Verdiphobic

Categories: uncategorized

Date: 13 April 2005 20:54:18

I am, I have to admit, an antivegetarian. In fact, many of my friends are vegetarians and we have found it quite convenient to exchange our food half and half when eating out - I get twice the meat and they get twice the green stuff. I am one of the people who are definitely "supertasters" and can taste the bitterness in green vegetables so strongly that I cannot bear to have them in my mouth - indeed, quite often the smell alone can make me nauseous. But today I was a good girl - I ate my peas! Well, I couldn't for shame not, seeing as Smudgelet ate his... and they were all jumbled up in a delicious but strong tasting fish pasta which quite nicely masked the taste. But don't go expecting me to greet a brussels sprout with an expression of delight!

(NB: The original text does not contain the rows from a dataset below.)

#[cfg(test)]
mod tests {
    use super::*;
    use std::collections::BTreeMap;
    use std::io::Write;
    use std::time::Duration;
    use tempfile::TempDir;

    const HIT_AMD64: &str = "1.2.3.4 - - \"GET /dl/app-amd64.tar.gz HTTP/1.1\" 200 512\n";
    const HIT_ARM64: &str = "1.2.3.5 - - \"GET /dl/app-arm64.tar.gz HTTP/1.1\" 200 512\n";
    const MISS: &str = "1.2.3.6 - - \"GET /index.html HTTP/1.1\" 200 99\n";

    fn fetcher(path: &Path) -> AccessLogTailFetcher {
        let patterns: BTreeMap<String, String> =
            [("arch".to_string(), "app-(amd64|arm64)".to_string())]
                .into_iter()
                .collect();
        AccessLogTailFetcher::new(
            "nginx",
            path,
            Regex::new(r#""GET /dl/[^ ]+ HTTP/[0-9.]+" 200"#).unwrap(),
            LabelExtractor::compile("nginx", patterns.iter()).unwrap(),
            LabelKeyedCounter::new(vec!["arch".to_string()]),
        )
    }

    fn append(path: &Path, text: &str) {
        let mut file = std::fs::OpenOptions::new()
            .create(true)
            .append(true)
            .open(path)
            .unwrap();
        file.write_all(text.as_bytes()).unwrap();
    }

    fn total(samples: &[FetchSample]) -> u64 {
        samples.iter().map(|s| s.count).sum()
    }

    fn count_for(samples: &[FetchSample], arch: &str) -> u64 {
        samples
            .iter()
            .find(|s| s.labels.get("arch").map(String::as_str) == Some(arch))
            .map_or(0, |s| s.count)
    }

    #[tokio::test]
    async fn first_fetch_counts_existing_lines_and_second_is_idle() {
        let dir = TempDir::new().unwrap();
        let path = dir.path().join("access.log");
        append(&path, &[HIT_AMD64, MISS, HIT_ARM64, HIT_AMD64].concat());

        let mut f = fetcher(&path);
        let first = f.fetch_count().await.unwrap();
        assert_eq!(total(&first), 3);
        assert_eq!(count_for(&first, "amd64"), 2);
        assert_eq!(count_for(&first, "arm64"), 1);

        let second = f.fetch_count().await.unwrap();
        assert_eq!(second, first);
    }

    #[tokio::test]
    async fn appended_lines_are_counted_incrementally() {
        let dir = TempDir::new().unwrap();
        let path = dir.path().join("access.log");
        append(&path, HIT_AMD64);

        let mut f = fetcher(&path);
        assert_eq!(total(&f.fetch_count().await.unwrap()), 1);

        append(&path, &[HIT_ARM64, MISS, HIT_ARM64].concat());
        let samples = f.fetch_count().await.unwrap();
        assert_eq!(count_for(&samples, "amd64"), 1);
        assert_eq!(count_for(&samples, "arm64"), 2);
    }

    #[tokio::test]
    async fn truncated_file_is_reopened_at_new_end() {
        let dir = TempDir::new().unwrap();
        let path = dir.path().join("access.log");
        append(&path, &[HIT_AMD64, HIT_AMD64, HIT_ARM64].concat());

        let mut f = fetcher(&path);
        assert_eq!(total(&f.fetch_count().await.unwrap()), 3);

        // shorter content that already holds a matching line
        std::fs::write(&path, HIT_ARM64).unwrap();
        let after_rotation = f.fetch_count().await.unwrap();
        assert_eq!(total(&after_rotation), 3);
        assert_eq!(count_for(&after_rotation, "arm64"), 1);

        append(&path, HIT_ARM64);
        let resumed = f.fetch_count().await.unwrap();
        assert_eq!(total(&resumed), 4);
        assert_eq!(count_for(&resumed, "arm64"), 2);
    }

    #[tokio::test]
    async fn renamed_replacement_is_detected() {
        let dir = TempDir::new().unwrap();
        let path = dir.path().join("access.log");
        append(&path, &[HIT_AMD64, HIT_AMD64].concat());

        let mut f = fetcher(&path);
        assert_eq!(total(&f.fetch_count().await.unwrap()), 2);

        let fresh = dir.path().join("access.log.new");
        append(&fresh, MISS);
        std::fs::rename(&fresh, &path).unwrap();
        assert_eq!(total(&f.fetch_count().await.unwrap()), 2);

        append(&path, HIT_AMD64);
        let samples = f.fetch_count().await.unwrap();
        assert_eq!(count_for(&samples, "amd64"), 3);
    }

    #[tokio::test]
    async fn partial_line_waits_for_newline() {
        let dir = TempDir::new().unwrap();
        let path = dir.path().join("access.log");
        let (head, tail) = HIT_ARM64.split_at(20);
        append(&path, head);

        let mut f = fetcher(&path);
        assert_eq!(total(&f.fetch_count().await.unwrap()), 0);

        append(&path, tail);
        let samples = f.fetch_count().await.unwrap();
        assert_eq!(count_for(&samples, "arm64"), 1);
    }

    #[tokio::test]
    async fn missing_file_fails_then_recovers() {
        let dir = TempDir::new().unwrap();
        let path = dir.path().join("access.log");

        let mut f = fetcher(&path);
        let err = f.fetch_count().await.unwrap_err();
        assert!(matches!(err, ExporterError::File { .. }));

        append(&path, &[HIT_AMD64, MISS].concat());
        assert_eq!(total(&f.fetch_count().await.unwrap()), 1);
    }

    /// Content of `HIT_AMD64.len()` bytes that does not end a line.
    fn misaligned_prefix() -> String {
        let mut prefix = String::from("9.9.9.9 - - \"POST /upload/");
        while prefix.len() < HIT_AMD64.len() {
            prefix.push('x');
        }
        prefix
    }

    #[tokio::test]
    async fn recreated_file_is_read_from_its_end() {
        let dir = TempDir::new().unwrap();
        let path = dir.path().join("access.log");
        append(&path, HIT_AMD64);

        let mut f = fetcher(&path);
        assert_eq!(total(&f.fetch_count().await.unwrap()), 1);

        std::fs::remove_file(&path).unwrap();
        assert!(f.fetch_count().await.is_err());

        // a full matching line starts exactly at the old committed offset
        append(&path, &[misaligned_prefix().as_str(), HIT_ARM64].concat());
        let samples = f.fetch_count().await.unwrap();
        assert_eq!(count_for(&samples, "amd64"), 1);
        assert_eq!(count_for(&samples, "arm64"), 0);

        append(&path, HIT_ARM64);
        let samples = f.fetch_count().await.unwrap();
        assert_eq!(count_for(&samples, "amd64"), 1);
        assert_eq!(count_for(&samples, "arm64"), 1);
    }

    #[tokio::test]
    async fn rewritten_in_place_off_line_boundary_is_read_from_its_end() {
        let dir = TempDir::new().unwrap();
        let path = dir.path().join("access.log");
        append(&path, HIT_AMD64);

        let mut f = fetcher(&path);
        assert_eq!(total(&f.fetch_count().await.unwrap()), 1);

        // lose the open handle, then regrow the same inode past the offset
        f.cursor = None;
        std::fs::write(&path, [misaligned_prefix().as_str(), HIT_ARM64].concat()).unwrap();
        let samples = f.fetch_count().await.unwrap();
        assert_eq!(total(&samples), 1);
        assert_eq!(count_for(&samples, "arm64"), 0);
    }

    #[tokio::test]
    async fn lost_handle_resumes_at_committed_offset() {
        let dir = TempDir::new().unwrap();
        let path = dir.path().join("access.log");
        append(&path, &[HIT_AMD64, HIT_ARM64].concat());

        let mut f = fetcher(&path);
        assert_eq!(total(&f.fetch_count().await.unwrap()), 2);

        f.cursor = None;
        append(&path, HIT_ARM64);
        let samples = f.fetch_count().await.unwrap();
        assert_eq!(count_for(&samples, "amd64"), 1);
        assert_eq!(count_for(&samples, "arm64"), 2);
    }

    #[tokio::test]
    async fn cancelled_reads_never_double_count() {
        const LINES: usize = 50_000;
        let dir = TempDir::new().unwrap();
        let path = dir.path().join("access.log");
        let body: String = (0..LINES)
            .map(|i| if i % 2 == 0 { HIT_AMD64 } else { HIT_ARM64 })
            .collect();
        append(&path, &body);

        let mut f = fetcher(&path);
        let mut cancelled = 0;
        let mut finished = None;
        for attempt in 0..500u64 {
            match tokio::time::timeout(Duration::from_millis(attempt), f.fetch_count()).await {
                Ok(result) => {
                    finished = Some(result.unwrap());
                    break;
                }
                Err(_) => cancelled += 1,
            }
        }

        let samples = finished.expect("a fetch eventually completes");
        assert!(cancelled >= 1);
        assert_eq!(total(&samples), LINES as u64);
        assert_eq!(count_for(&samples, "amd64"), (LINES / 2) as u64);

        let again = f.fetch_count().await.unwrap();
        assert_eq!(total(&again), LINES as u64);
    }

    #[tokio::test]
    async fn overlong_line_is_dropped_without_buffering_it() {
        let dir = TempDir::new().unwrap();
        let path = dir.path().join("access.log");
        append(&path, &"x".repeat(MAX_PARTIAL_LINE + 4096));

        let mut f = fetcher(&path);
        assert_eq!(total(&f.fetch_count().await.unwrap()), 0);
        let held = f.cursor.as_ref().map(|c| c.partial.len()).unwrap();
        assert!(held <= MAX_PARTIAL_LINE);

        // the end of the dropped line would match on its own
        append(&path, "\"GET /dl/app-amd64.tar.gz HTTP/1.1\" 200 1\n");
        append(&path, HIT_ARM64);
        let samples = f.fetch_count().await.unwrap();
        assert_eq!(count_for(&samples, "amd64"), 0);
        assert_eq!(count_for(&samples, "arm64"), 1);

        append(&path, HIT_AMD64);
        let samples = f.fetch_count().await.unwrap();
        assert_eq!(count_for(&samples, "amd64"), 1);
    }
}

Two thirds of my "to do" list is now complete. One item on my list, now completed, was to make crystals with the Smudgelets. Well, not with them precisely. With salt solutions and soda solutions and a piece of string. But with the able assistance of the Smudgelets. Tiddles was none-too-impressed when he arrived home from the shop, whither he had been sent for supplies, to discover that baking SODA is NOT the same thing as baking POWDER and he was dispatched back to exchange it. Smudgelet's enthusiastic stirring was responsible for my lounge table now resembling a brine baths, while my mantlepiece is a veritable laboratory bench right now, with pieces of string dangling over soda solutions, pipe cleaners stood awaiting the development of crystal "snowflakes" on their surface and, most exciting of all, three pennies in salt/vinegar solution waiting to be covered in blue crystals when the vinegar evaporates. Will we remember to keep pouring the solution over the stalactite-forming piece of string, though? I can remember even now the bitter disappointment when I tried this experiment myself as a child and was rewarded with a soggy piece of string and no crystal. I think it's a con, myself.